## SOURCE DATA

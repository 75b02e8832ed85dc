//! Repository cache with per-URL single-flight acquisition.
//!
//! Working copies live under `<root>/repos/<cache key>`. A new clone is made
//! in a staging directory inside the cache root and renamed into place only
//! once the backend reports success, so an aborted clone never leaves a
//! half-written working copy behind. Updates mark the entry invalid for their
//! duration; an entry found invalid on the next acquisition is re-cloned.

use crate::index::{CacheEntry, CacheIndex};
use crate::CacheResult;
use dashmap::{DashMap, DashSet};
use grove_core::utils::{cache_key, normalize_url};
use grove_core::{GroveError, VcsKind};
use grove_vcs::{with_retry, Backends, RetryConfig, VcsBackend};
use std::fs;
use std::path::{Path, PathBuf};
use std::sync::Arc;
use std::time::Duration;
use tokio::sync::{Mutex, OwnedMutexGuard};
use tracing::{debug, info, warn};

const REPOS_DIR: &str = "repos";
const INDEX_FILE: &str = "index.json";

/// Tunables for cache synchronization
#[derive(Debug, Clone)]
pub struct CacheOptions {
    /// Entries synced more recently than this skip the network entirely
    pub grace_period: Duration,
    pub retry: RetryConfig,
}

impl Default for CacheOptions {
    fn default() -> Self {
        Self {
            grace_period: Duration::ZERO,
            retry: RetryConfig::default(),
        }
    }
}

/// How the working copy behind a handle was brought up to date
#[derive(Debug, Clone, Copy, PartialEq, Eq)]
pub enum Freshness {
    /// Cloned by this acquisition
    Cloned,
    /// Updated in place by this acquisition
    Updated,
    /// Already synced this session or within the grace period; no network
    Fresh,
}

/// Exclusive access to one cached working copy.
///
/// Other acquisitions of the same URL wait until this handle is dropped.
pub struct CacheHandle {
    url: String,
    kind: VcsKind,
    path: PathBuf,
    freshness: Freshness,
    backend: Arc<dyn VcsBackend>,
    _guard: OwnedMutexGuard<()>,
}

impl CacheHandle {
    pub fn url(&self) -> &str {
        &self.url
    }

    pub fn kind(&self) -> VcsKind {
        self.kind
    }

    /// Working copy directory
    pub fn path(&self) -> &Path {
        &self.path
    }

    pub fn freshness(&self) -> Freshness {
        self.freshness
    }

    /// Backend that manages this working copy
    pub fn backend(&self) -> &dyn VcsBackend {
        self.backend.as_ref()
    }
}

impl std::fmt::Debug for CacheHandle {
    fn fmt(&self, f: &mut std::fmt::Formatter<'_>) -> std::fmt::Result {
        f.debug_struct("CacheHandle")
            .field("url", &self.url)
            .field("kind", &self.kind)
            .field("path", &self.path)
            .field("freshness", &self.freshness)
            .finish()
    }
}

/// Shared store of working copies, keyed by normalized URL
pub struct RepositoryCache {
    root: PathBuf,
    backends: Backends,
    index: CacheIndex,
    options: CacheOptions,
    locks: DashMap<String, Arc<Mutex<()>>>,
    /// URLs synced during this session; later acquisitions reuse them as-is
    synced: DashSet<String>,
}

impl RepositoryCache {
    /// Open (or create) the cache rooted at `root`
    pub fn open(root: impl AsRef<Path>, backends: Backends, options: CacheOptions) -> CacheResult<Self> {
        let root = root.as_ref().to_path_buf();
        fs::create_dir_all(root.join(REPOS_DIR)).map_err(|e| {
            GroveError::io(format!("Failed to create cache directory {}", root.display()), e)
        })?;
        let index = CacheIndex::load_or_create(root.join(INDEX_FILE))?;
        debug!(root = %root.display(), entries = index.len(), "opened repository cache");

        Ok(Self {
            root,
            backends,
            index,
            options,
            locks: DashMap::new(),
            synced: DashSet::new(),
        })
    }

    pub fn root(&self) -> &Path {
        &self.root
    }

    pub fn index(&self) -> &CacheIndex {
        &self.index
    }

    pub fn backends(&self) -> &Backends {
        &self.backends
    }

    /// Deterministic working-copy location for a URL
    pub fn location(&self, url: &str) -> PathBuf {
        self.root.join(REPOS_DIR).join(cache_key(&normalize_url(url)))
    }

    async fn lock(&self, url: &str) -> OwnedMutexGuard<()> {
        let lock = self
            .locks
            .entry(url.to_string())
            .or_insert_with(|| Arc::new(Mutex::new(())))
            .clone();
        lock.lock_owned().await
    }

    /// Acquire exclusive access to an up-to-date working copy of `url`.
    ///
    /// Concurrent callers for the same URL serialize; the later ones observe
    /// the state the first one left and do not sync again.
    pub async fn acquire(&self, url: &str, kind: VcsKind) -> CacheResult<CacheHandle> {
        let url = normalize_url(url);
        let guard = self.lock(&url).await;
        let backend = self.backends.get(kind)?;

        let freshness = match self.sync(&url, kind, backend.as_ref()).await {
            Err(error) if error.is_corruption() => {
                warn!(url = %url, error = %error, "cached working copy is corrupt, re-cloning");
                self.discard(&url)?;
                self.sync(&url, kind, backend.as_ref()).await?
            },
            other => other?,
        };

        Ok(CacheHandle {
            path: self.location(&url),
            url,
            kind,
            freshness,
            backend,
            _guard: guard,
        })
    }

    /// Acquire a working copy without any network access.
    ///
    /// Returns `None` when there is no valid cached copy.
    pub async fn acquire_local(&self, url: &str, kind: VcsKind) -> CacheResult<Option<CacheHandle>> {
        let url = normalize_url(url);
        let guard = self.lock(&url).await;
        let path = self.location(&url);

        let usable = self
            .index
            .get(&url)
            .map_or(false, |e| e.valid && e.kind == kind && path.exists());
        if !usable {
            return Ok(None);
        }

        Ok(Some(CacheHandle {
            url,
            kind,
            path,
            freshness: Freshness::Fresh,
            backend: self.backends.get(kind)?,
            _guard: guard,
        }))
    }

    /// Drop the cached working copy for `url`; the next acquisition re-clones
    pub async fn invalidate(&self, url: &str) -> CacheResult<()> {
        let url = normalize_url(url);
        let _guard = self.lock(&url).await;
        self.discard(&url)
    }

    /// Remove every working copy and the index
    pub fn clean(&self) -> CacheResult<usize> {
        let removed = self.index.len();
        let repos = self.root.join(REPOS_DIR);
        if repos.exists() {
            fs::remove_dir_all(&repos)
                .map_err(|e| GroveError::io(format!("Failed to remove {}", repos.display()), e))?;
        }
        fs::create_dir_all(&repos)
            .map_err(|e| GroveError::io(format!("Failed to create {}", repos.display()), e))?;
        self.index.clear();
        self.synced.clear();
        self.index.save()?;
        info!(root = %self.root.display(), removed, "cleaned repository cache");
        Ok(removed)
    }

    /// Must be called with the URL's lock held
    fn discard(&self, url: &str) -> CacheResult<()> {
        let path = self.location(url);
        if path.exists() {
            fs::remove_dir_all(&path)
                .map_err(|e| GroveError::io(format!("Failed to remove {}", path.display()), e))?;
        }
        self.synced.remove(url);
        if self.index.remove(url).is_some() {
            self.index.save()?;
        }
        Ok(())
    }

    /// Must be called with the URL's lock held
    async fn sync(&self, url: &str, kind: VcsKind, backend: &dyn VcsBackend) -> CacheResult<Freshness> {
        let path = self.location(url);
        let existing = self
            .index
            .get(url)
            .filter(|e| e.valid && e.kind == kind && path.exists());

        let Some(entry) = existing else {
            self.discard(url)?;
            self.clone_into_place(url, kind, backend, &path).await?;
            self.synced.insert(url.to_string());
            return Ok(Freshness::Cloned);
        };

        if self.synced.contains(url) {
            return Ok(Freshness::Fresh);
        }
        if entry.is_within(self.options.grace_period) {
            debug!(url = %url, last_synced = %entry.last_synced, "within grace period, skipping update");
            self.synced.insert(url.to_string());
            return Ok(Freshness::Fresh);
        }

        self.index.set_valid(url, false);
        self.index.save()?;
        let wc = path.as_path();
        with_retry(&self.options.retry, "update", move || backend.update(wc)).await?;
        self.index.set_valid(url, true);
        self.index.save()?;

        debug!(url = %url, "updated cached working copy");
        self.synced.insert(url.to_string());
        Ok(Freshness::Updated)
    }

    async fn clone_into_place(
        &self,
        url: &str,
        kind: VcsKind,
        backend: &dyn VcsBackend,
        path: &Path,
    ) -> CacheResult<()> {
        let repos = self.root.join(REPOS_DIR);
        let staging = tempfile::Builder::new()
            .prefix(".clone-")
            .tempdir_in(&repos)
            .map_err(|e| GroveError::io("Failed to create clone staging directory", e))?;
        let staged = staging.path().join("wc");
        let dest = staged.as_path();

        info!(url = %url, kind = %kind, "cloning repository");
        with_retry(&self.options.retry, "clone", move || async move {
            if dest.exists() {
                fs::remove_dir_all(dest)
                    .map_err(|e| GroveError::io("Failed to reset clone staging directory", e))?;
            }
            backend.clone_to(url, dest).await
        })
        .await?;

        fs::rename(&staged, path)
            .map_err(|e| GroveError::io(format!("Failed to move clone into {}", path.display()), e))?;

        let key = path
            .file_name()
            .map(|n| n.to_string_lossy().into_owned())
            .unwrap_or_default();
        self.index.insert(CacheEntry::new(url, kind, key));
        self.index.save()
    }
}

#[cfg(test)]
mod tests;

## WHAT YOU NEED TO DO
Your job is to copy out every line from the records above that has the word "VcsKind".

## ANSWER TO THE EXERCISE
use grove_core::{GroveError, VcsKind};
    kind: VcsKind,
    pub fn kind(&self) -> VcsKind {
    pub async fn acquire(&self, url: &str, kind: VcsKind) -> CacheResult<CacheHandle> {
    pub async fn acquire_local(&self, url: &str, kind: VcsKind) -> CacheResult<Option<CacheHandle>> {
    async fn sync(&self, url: &str, kind: VcsKind, backend: &dyn VcsBackend) -> CacheResult<Freshness> {
        kind: VcsKind,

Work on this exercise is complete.